On June 23, 2015, Defendants filed a motion to dismiss, or in the alternative, motion for summary judgment (Doc. 15). In support thereof, a statement of material facts, a brief and evidentiary materials have been filed (Docs. 17 and 18). To date, Plaintiff has not filed any opposition to the motion. Rather, on July 23, 2015, he filed a motion to appoint counsel in this case (Doc. 19). For the reasons that follow, his motion will be denied without prejudice.

II. Discussion

In support of his request for counsel, Plaintiff claims that: (1) there are many mistakes in Defendants' statement of material facts, and (2) he has proof that he has exhausted his administrative remedies, but does not know how to get this evidence to the court.

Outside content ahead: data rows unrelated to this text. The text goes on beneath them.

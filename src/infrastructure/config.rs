use crate::infrastructure::error::InfraError;
use chrono_tz::Tz;
use serde::{Deserialize, Serialize};
use std::fs;
use std::path::{Path, PathBuf};

const APP_JSON: &str = "app.json";
const SUPPORTED_SCHEMA: u64 = 1;

#[derive(Debug, Clone, Copy, PartialEq, Eq, Serialize, Deserialize, Default)]
#[serde(rename_all = "snake_case")]
pub enum CredentialBackend {
    #[default]
    File,
    Keyring,
}

#[derive(Debug, Clone, PartialEq, Eq, Serialize, Deserialize)]
#[serde(rename_all = "camelCase", default)]
pub struct AppConfig {
    pub schema: u8,
    pub timezone: String,
    pub calendar_id: String,
    pub done_color_id: String,
    pub page_size: u32,
    pub client_secret_path: String,
    pub credential_backend: CredentialBackend,
    pub log_level: String,
}

impl Default for AppConfig {
    fn default() -> Self {
        Self {
            schema: 1,
            timezone: "America/New_York".to_string(),
            calendar_id: "primary".to_string(),
            done_color_id: "8".to_string(),
            page_size: 50,
            client_secret_path: "credentials.json".to_string(),
            credential_backend: CredentialBackend::File,
            log_level: "info".to_string(),
        }
    }
}

impl AppConfig {
    pub fn time_zone(&self) -> Result<Tz, InfraError> {
        self.timezone.trim().parse::<Tz>().map_err(|error| {
            InfraError::InvalidConfig(format!("unknown timezone '{}': {error}", self.timezone))
        })
    }

    /// Client secret location; relative paths resolve against the workspace root.
    pub fn client_secret_path(&self, workspace_root: &Path) -> PathBuf {
        let path = Path::new(self.client_secret_path.trim());
        if path.is_absolute() {
            path.to_path_buf()
        } else {
            workspace_root.join(path)
        }
    }

    fn validate(self, path: &Path) -> Result<Self, InfraError> {
        if self.calendar_id.trim().is_empty() {
            return Err(InfraError::InvalidConfig(format!(
                "calendarId must not be empty in {}",
                path.display()
            )));
        }
        if self.done_color_id.trim().is_empty() {
            return Err(InfraError::InvalidConfig(format!(
                "doneColorId must not be empty in {}",
                path.display()
            )));
        }
        if !(1..=2500).contains(&self.page_size) {
            return Err(InfraError::InvalidConfig(format!(
                "pageSize must be between 1 and 2500 in {}",
                path.display()
            )));
        }
        self.time_zone()?;
        Ok(self)
    }
}

pub fn ensure_default_config(config_dir: &Path) -> Result<(), InfraError> {
    let path = config_dir.join(APP_JSON);
    if !path.exists() {
        let formatted = serde_json::to_string_pretty(&AppConfig::default())?;
        fs::write(path, format!("{formatted}\n"))?;
    }
    Ok(())
}

pub fn load_app_config(config_dir: &Path) -> Result<AppConfig, InfraError> {
    let path = config_dir.join(APP_JSON);
    let raw = fs::read_to_string(&path)?;
    let parsed: serde_json::Value = serde_json::from_str(&raw)?;
    let schema = parsed
        .get("schema")
        .and_then(serde_json::Value::as_u64)
        .ok_or_else(|| InfraError::InvalidConfig(format!("missing schema in {}", path.display())))?;
    if schema != SUPPORTED_SCHEMA {
        return Err(InfraError::InvalidConfig(format!(
            "unsupported schema {} in {}",
            schema,
            path.display()
        )));
    }
    serde_json::from_value::<AppConfig>(parsed)?.validate(&path)
}

/// OAuth client registration as downloaded from the Google Cloud console.
#[derive(Debug, Clone, PartialEq, Eq, Deserialize)]
pub struct ClientSecret {
    pub client_id: String,
    pub client_secret: String,
    pub auth_uri: Option<String>,
    pub token_uri: Option<String>,
}

#[derive(Debug, Deserialize)]
struct ClientSecretFile {
    installed: Option<ClientSecret>,
    web: Option<ClientSecret>,
}

pub fn read_client_secret(path: &Path) -> Result<Option<ClientSecret>, InfraError> {
    let raw = match fs::read_to_string(path) {
        Ok(value) => value,
        Err(error) if error.kind() == std::io::ErrorKind::NotFound => return Ok(None),
        Err(error) => return Err(error.into()),
    };
    let parsed: ClientSecretFile = serde_json::from_str(&raw)?;
    parsed.installed.or(parsed.web).map(Some).ok_or_else(|| {
        InfraError::InvalidConfig(format!(
            "{} has neither an \"installed\" nor a \"web\" client section",
            path.display()
        ))
    })
}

Although prisoners have no constitutional or statutory rights to appointment of counsel in a civil case, Parham v. Johnson, 126 F.3d 454, 456-57 (3d Cir. 1997), district courts have broad discretionary power to appoint counsel under 28 U.S.C. ยง 1915(e)(1). Montgomery v. Pinchak, 294 F.3d 492, 499 (3d Cir. 2002)(citing Tabron v. Grace, 6 F.3d 147, 153 (3d Cir. 1993)); Ray v. Robinson, 640 F.2d 474, 477 (3d Cir. 1981). The United States Court of Appeals for the Third Circuit has stated that the appointment of counsel for an indigent litigant should be made when circumstances "indicate the likelihood of substantial prejudice to him resulting, for example, from his probable inability without such assistance to present the facts and legal issues to the court in a complex but arguably meritorious case." Smith-Bey v. Petsock, 741 F.2d 22, 26 (3d Cir. 1984).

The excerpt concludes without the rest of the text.